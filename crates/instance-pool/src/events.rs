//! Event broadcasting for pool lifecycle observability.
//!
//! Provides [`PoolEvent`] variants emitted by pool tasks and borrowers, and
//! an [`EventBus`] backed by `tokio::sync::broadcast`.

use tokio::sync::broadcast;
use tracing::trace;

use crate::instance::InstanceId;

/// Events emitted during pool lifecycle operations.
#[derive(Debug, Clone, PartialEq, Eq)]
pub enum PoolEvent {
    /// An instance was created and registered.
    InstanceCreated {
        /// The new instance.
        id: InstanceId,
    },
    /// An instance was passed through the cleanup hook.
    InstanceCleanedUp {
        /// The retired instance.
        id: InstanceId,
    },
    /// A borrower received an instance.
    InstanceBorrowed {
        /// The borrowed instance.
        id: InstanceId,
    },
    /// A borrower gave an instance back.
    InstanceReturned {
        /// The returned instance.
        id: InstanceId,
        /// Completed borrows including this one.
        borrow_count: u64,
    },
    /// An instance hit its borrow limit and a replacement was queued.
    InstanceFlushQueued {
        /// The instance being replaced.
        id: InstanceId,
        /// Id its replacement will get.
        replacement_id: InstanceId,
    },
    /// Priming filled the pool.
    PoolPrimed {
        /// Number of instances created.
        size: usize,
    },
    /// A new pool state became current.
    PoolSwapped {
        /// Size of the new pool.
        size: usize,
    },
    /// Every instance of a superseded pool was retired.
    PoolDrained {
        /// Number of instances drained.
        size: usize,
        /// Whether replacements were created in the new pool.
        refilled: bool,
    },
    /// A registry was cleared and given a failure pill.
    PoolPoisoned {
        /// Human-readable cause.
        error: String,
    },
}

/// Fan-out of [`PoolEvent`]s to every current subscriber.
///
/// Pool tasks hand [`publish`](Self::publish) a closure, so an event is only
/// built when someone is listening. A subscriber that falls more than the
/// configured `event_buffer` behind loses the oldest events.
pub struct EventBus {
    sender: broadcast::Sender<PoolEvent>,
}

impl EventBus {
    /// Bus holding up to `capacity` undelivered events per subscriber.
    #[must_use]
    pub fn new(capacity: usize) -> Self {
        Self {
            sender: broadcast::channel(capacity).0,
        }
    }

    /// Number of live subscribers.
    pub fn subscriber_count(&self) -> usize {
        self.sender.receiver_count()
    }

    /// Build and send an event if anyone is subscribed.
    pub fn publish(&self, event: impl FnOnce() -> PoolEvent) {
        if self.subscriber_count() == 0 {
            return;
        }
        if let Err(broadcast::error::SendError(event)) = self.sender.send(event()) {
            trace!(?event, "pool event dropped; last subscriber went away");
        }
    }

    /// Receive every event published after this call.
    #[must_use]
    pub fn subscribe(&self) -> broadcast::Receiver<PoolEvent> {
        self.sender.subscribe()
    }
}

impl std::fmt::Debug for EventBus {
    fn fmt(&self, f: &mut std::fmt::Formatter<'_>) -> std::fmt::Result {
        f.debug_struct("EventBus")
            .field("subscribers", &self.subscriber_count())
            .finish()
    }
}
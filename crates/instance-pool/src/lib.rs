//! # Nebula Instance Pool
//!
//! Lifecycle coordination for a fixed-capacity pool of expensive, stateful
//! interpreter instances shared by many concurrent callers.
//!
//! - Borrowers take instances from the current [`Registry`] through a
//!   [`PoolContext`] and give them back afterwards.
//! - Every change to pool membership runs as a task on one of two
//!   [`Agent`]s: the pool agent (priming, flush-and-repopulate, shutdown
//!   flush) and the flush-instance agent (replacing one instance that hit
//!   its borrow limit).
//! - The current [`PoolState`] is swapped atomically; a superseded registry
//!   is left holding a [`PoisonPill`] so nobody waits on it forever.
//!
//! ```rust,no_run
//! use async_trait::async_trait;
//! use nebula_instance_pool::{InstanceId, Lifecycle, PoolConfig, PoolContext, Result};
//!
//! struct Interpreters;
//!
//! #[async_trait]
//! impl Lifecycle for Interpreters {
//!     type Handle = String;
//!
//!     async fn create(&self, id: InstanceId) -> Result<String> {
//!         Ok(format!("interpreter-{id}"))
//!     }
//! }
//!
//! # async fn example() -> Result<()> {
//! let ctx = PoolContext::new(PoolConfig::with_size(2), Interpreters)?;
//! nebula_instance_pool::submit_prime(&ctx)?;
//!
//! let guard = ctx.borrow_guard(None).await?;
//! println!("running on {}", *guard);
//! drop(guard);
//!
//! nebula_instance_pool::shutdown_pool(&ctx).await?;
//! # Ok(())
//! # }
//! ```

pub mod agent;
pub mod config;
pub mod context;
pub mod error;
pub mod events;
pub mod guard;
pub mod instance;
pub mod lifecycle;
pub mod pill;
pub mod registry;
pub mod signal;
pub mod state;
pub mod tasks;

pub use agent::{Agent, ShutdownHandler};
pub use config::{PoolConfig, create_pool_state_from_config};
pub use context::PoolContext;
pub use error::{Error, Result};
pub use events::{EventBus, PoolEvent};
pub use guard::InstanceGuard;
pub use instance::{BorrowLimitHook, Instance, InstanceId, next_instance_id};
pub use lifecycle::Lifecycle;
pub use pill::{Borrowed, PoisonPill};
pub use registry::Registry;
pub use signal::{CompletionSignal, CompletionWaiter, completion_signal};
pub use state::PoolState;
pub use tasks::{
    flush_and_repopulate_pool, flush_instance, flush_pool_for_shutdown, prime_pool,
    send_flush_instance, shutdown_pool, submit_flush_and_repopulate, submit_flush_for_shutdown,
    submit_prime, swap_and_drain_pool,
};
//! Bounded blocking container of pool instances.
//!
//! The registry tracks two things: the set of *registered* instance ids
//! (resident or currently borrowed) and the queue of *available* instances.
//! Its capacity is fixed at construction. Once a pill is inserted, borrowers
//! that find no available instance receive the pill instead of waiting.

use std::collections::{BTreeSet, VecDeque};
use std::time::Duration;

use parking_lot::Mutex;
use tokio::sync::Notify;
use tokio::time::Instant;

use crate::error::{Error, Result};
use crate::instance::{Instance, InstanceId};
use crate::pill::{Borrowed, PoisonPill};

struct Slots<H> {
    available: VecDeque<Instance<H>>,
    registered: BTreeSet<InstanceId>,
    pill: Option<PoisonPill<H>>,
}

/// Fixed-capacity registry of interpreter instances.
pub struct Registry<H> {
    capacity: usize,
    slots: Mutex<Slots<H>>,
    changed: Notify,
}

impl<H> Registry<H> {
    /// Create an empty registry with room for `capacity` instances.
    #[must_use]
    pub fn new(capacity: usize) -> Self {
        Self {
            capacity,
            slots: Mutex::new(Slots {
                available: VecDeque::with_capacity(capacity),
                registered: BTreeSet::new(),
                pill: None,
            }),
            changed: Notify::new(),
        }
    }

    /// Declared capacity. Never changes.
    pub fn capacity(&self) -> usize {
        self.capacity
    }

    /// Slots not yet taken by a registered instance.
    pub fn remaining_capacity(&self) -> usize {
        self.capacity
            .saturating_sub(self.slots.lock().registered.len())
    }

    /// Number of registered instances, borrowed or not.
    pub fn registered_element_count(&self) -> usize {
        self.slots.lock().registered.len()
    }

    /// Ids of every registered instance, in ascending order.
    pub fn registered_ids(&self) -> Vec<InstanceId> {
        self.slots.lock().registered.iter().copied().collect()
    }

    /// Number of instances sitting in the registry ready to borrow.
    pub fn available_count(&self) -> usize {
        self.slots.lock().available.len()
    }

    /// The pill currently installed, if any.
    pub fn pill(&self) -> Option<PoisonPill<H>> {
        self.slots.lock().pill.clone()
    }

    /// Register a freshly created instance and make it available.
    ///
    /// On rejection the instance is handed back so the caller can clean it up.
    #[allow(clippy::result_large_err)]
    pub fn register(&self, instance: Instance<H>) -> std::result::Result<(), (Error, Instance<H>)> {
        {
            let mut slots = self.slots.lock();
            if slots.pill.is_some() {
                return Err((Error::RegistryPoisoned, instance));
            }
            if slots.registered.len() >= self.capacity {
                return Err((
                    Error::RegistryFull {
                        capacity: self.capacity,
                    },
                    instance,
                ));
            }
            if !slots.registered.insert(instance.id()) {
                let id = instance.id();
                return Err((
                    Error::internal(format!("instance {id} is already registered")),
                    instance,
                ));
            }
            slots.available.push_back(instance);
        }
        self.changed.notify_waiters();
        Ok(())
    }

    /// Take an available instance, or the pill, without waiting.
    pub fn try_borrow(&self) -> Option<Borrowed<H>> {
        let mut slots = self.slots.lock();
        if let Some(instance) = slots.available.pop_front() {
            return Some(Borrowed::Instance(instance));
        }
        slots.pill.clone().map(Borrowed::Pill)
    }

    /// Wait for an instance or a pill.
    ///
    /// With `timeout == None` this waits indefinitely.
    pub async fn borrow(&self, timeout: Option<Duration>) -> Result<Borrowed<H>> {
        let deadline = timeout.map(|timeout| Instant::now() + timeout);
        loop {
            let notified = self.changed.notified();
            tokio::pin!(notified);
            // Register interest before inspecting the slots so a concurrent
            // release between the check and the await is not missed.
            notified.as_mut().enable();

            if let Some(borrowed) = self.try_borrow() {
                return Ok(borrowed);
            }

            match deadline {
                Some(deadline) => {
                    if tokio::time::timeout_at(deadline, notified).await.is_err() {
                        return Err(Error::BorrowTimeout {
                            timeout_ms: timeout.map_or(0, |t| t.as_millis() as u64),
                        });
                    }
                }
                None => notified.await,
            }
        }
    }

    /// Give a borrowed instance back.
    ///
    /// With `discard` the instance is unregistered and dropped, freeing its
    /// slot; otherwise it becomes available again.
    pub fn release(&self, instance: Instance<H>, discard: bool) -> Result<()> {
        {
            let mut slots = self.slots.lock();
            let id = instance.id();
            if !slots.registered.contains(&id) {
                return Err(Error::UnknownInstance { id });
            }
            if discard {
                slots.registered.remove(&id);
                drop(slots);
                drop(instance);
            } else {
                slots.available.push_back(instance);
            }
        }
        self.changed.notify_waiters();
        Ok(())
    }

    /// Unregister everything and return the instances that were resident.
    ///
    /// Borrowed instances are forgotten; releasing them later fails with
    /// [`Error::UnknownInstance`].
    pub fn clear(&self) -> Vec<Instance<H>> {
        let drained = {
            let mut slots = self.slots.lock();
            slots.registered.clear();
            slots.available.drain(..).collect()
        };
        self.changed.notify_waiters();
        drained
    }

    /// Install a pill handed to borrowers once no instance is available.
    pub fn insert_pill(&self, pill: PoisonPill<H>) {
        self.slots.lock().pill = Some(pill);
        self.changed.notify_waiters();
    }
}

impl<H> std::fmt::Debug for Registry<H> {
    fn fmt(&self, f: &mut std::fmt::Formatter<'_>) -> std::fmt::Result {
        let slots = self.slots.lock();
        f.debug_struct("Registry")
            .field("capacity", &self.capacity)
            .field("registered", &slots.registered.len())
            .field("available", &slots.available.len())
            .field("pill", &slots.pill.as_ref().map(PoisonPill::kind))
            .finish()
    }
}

---

_WHAT THIS TASK INVOLVES_: For the string "trace", search the preceding data and copy every line that includes it.

_YOUR SOLUTION_:
use tracing::trace;
            trace!(?event, "pool event dropped; last subscriber went away");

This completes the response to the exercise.